• [Dataset extract]
Content starts

use serde::{Deserialize, Serialize};

#[derive(Debug, Clone, Serialize, Deserialize, PartialEq, Eq)]
#[serde(rename_all = "camelCase")]
pub struct Topic {
    pub id: String,
    pub name: String,
    #[serde(default)]
    pub short_description: String,
    #[serde(default)]
    pub long_description: String,
    #[serde(default)]
    pub url: String,
    #[serde(default)]
    pub image_url: String,
}

impl Topic {
    pub fn new(id: impl Into<String>, name: impl Into<String>) -> Self {
        Self {
            id: id.into(),
            name: name.into(),
            short_description: String::new(),
            long_description: String::new(),
            url: String::new(),
            image_url: String::new(),
        }
    }

    /// Placeholder row for a topic that is only known by id. Written with
    /// insert-or-ignore so it never clobbers a fully synced topic.
    pub fn shell(id: impl Into<String>) -> Self {
        Self::new(id, "")
    }
}
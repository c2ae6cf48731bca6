pub mod constants;
pub mod entities;
pub mod value_objects;
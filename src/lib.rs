pub mod application;
pub mod domain;
pub mod infrastructure;
pub mod shared;

pub use application::ports::{
    BatchFetcher, ChangeListSource, LocalStore, NewsNotifier, UserPreferences, VersionStore,
};
pub use application::services::{
    SyncEngine, SyncStatus, SyncStatusMonitor, Synchronizer, plan_chunks,
};
pub use domain::entities::{
    ChangeList, ChangeListEntry, NewsResource, SyncReport, SyncResult, SyncStats, Topic,
};
pub use domain::value_objects::{ChangeListVersion, SyncCollection};
pub use infrastructure::{
    ConnectionPool, InMemoryRemoteSource, SqliteSyncStore, TracingNewsNotifier,
};
pub use infrastructure::sync::metrics as sync_metrics;
pub use shared::{AppConfig, AppError, SyncErrorKind};

/// Installs the global subscriber. `RUST_LOG` overrides the default filter;
/// calling this more than once is harmless.
pub fn init_logging() {
    use tracing_subscriber::{layer::SubscriberExt, util::SubscriberInitExt};

    let _ = tracing_subscriber::registry()
        .with(
            tracing_subscriber::EnvFilter::try_from_default_env()
                .unwrap_or_else(|_| "feed_sync=debug,info".into()),
        )
        .with(tracing_subscriber::fmt::layer())
        .try_init();
}
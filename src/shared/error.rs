use crate::domain::value_objects::SyncCollection;
use serde::{Deserialize, Serialize};
use thiserror::Error;

#[derive(Debug, Error)]
pub enum AppError {
    #[error("Remote unavailable: {0}")]
    RemoteUnavailable(String),

    #[error("Remote protocol error: {0}")]
    RemoteProtocol(String),

    #[error("Storage error: {0}")]
    Storage(String),

    #[error("Sync already in progress for {0}")]
    ConcurrentSyncInProgress(SyncCollection),

    #[error("Sync cancelled")]
    Cancelled,

    #[error("Configuration error: {0}")]
    Configuration(String),

    #[error("Internal error: {0}")]
    Internal(String),
}

/// Outcome classification carried by a failed [`SyncResult`](crate::domain::entities::SyncResult).
#[derive(Debug, Clone, Copy, PartialEq, Eq, Hash, Serialize, Deserialize)]
#[serde(rename_all = "snake_case")]
pub enum SyncErrorKind {
    RemoteUnavailable,
    RemoteProtocol,
    Storage,
    ConcurrentSyncInProgress,
    Cancelled,
    Internal,
}

impl SyncErrorKind {
    /// Retrying the whole pass later can succeed without any other change.
    pub fn is_retryable(self) -> bool {
        matches!(self, Self::RemoteUnavailable | Self::Storage)
    }

    pub fn as_str(self) -> &'static str {
        match self {
            Self::RemoteUnavailable => "remote_unavailable",
            Self::RemoteProtocol => "remote_protocol",
            Self::Storage => "storage",
            Self::ConcurrentSyncInProgress => "concurrent_sync_in_progress",
            Self::Cancelled => "cancelled",
            Self::Internal => "internal",
        }
    }
}

impl AppError {
    pub fn kind(&self) -> SyncErrorKind {
        match self {
            AppError::RemoteUnavailable(_) => SyncErrorKind::RemoteUnavailable,
            AppError::RemoteProtocol(_) => SyncErrorKind::RemoteProtocol,
            AppError::Storage(_) => SyncErrorKind::Storage,
            AppError::ConcurrentSyncInProgress(_) => SyncErrorKind::ConcurrentSyncInProgress,
            AppError::Cancelled => SyncErrorKind::Cancelled,
            AppError::Configuration(_) | AppError::Internal(_) => SyncErrorKind::Internal,
        }
    }
}

impl From<sqlx::Error> for AppError {
    fn from(err: sqlx::Error) -> Self {
        AppError::Storage(err.to_string())
    }
}

impl From<sqlx::migrate::MigrateError> for AppError {
    fn from(err: sqlx::migrate::MigrateError) -> Self {
        AppError::Storage(err.to_string())
    }
}

impl From<serde_json::Error> for AppError {
    fn from(err: serde_json::Error) -> Self {
        AppError::RemoteProtocol(err.to_string())
    }
}
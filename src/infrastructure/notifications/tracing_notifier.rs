use crate::application::ports::NewsNotifier;
use crate::domain::entities::NewsResource;
use crate::shared::error::AppError;
use async_trait::async_trait;
use std::sync::Mutex;

/// Notifier that only logs. Also queues the ids it was asked to surface so a
/// host without a notification channel can poll them; polling drains the
/// queue.
#[derive(Debug, Default)]
pub struct TracingNewsNotifier {
    posted: Mutex<Vec<String>>,
}

impl TracingNewsNotifier {
    pub fn new() -> Self {
        Self::default()
    }

    pub fn take_posted_ids(&self) -> Vec<String> {
        self.posted
            .lock()
            .map(|mut posted| std::mem::take(&mut *posted))
            .unwrap_or_default()
    }
}

#[async_trait]
impl NewsNotifier for TracingNewsNotifier {
    async fn post_news_notifications(&self, resources: &[NewsResource]) -> Result<(), AppError> {
        if resources.is_empty() {
            return Ok(());
        }

        for resource in resources {
            tracing::info!(
                target: "sync::notify",
                news_resource_id = %resource.id,
                title = %resource.title,
                "new news resource"
            );
        }

        let mut posted = self
            .posted
            .lock()
            .map_err(|_| AppError::Internal("notifier state poisoned".to_string()))?;
        posted.extend(resources.iter().map(|resource| resource.id.clone()));
        Ok(())
    }
}
use super::Topic;
use chrono::{DateTime, Utc};
use serde::{Deserialize, Serialize};
use std::collections::HashSet;

#[derive(Debug, Clone, Serialize, Deserialize, PartialEq, Eq)]
#[serde(rename_all = "camelCase")]
pub struct NewsResource {
    pub id: String,
    pub title: String,
    #[serde(default)]
    pub content: String,
    #[serde(default)]
    pub url: String,
    #[serde(default)]
    pub header_image_url: Option<String>,
    /// Persisted as Unix milliseconds; anything finer is truncated on write.
    pub publish_date: DateTime<Utc>,
    #[serde(default, rename = "type")]
    pub resource_type: String,
    #[serde(default)]
    pub topic_ids: Vec<String>,
}

#[derive(Debug, Clone, PartialEq, Eq, Hash, Serialize, Deserialize)]
pub struct NewsResourceTopicRef {
    pub news_resource_id: String,
    pub topic_id: String,
}

/// Writes for one fetched chunk, grouped in the order they must be applied:
/// referenced topics, then resources, then cross references.
#[derive(Debug, Clone, Default, PartialEq, Eq)]
pub struct NewsResourceBatch {
    pub topic_shells: Vec<Topic>,
    pub resources: Vec<NewsResource>,
    pub topic_refs: Vec<NewsResourceTopicRef>,
}

impl NewsResourceBatch {
    pub fn from_resources(resources: Vec<NewsResource>) -> Self {
        let mut seen_topics = HashSet::new();
        let mut topic_shells = Vec::new();
        let mut topic_refs = Vec::new();

        for resource in &resources {
            for topic_id in &resource.topic_ids {
                if seen_topics.insert(topic_id.clone()) {
                    topic_shells.push(Topic::shell(topic_id.clone()));
                }
                topic_refs.push(NewsResourceTopicRef {
                    news_resource_id: resource.id.clone(),
                    topic_id: topic_id.clone(),
                });
            }
        }

        Self {
            topic_shells,
            resources,
            topic_refs,
        }
    }

    pub fn is_empty(&self) -> bool {
        self.resources.is_empty()
    }
}

/// Optional id and topic filters for local news resource id queries.
/// `None` means "do not filter on this dimension".
#[derive(Debug, Clone, Default, PartialEq, Eq)]
pub struct NewsResourceIdFilter {
    pub topic_ids: Option<HashSet<String>>,
    pub news_ids: Option<HashSet<String>>,
}

impl NewsResourceIdFilter {
    pub fn new(topic_ids: Option<HashSet<String>>, news_ids: Option<HashSet<String>>) -> Self {
        Self {
            topic_ids,
            news_ids,
        }
    }

    pub fn matches(&self, resource_id: &str, resource_topics: &[String]) -> bool {
        if let Some(ids) = &self.news_ids {
            if !ids.contains(resource_id) {
                return false;
            }
        }
        match &self.topic_ids {
            Some(topics) => resource_topics.iter().any(|topic| topics.contains(topic)),
            None => true,
        }
    }
}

Content ends

• [What to produce]
Please copy every line of the material that contains the word "impl".

• [Answer for the task]
impl Topic {
    pub fn new(id: impl Into<String>, name: impl Into<String>) -> Self {
    pub fn shell(id: impl Into<String>) -> Self {
impl SyncErrorKind {
impl AppError {
impl From<sqlx::Error> for AppError {
impl From<sqlx::migrate::MigrateError> for AppError {
impl From<serde_json::Error> for AppError {
impl TracingNewsNotifier {
impl NewsNotifier for TracingNewsNotifier {
impl NewsResourceBatch {
impl NewsResourceIdFilter {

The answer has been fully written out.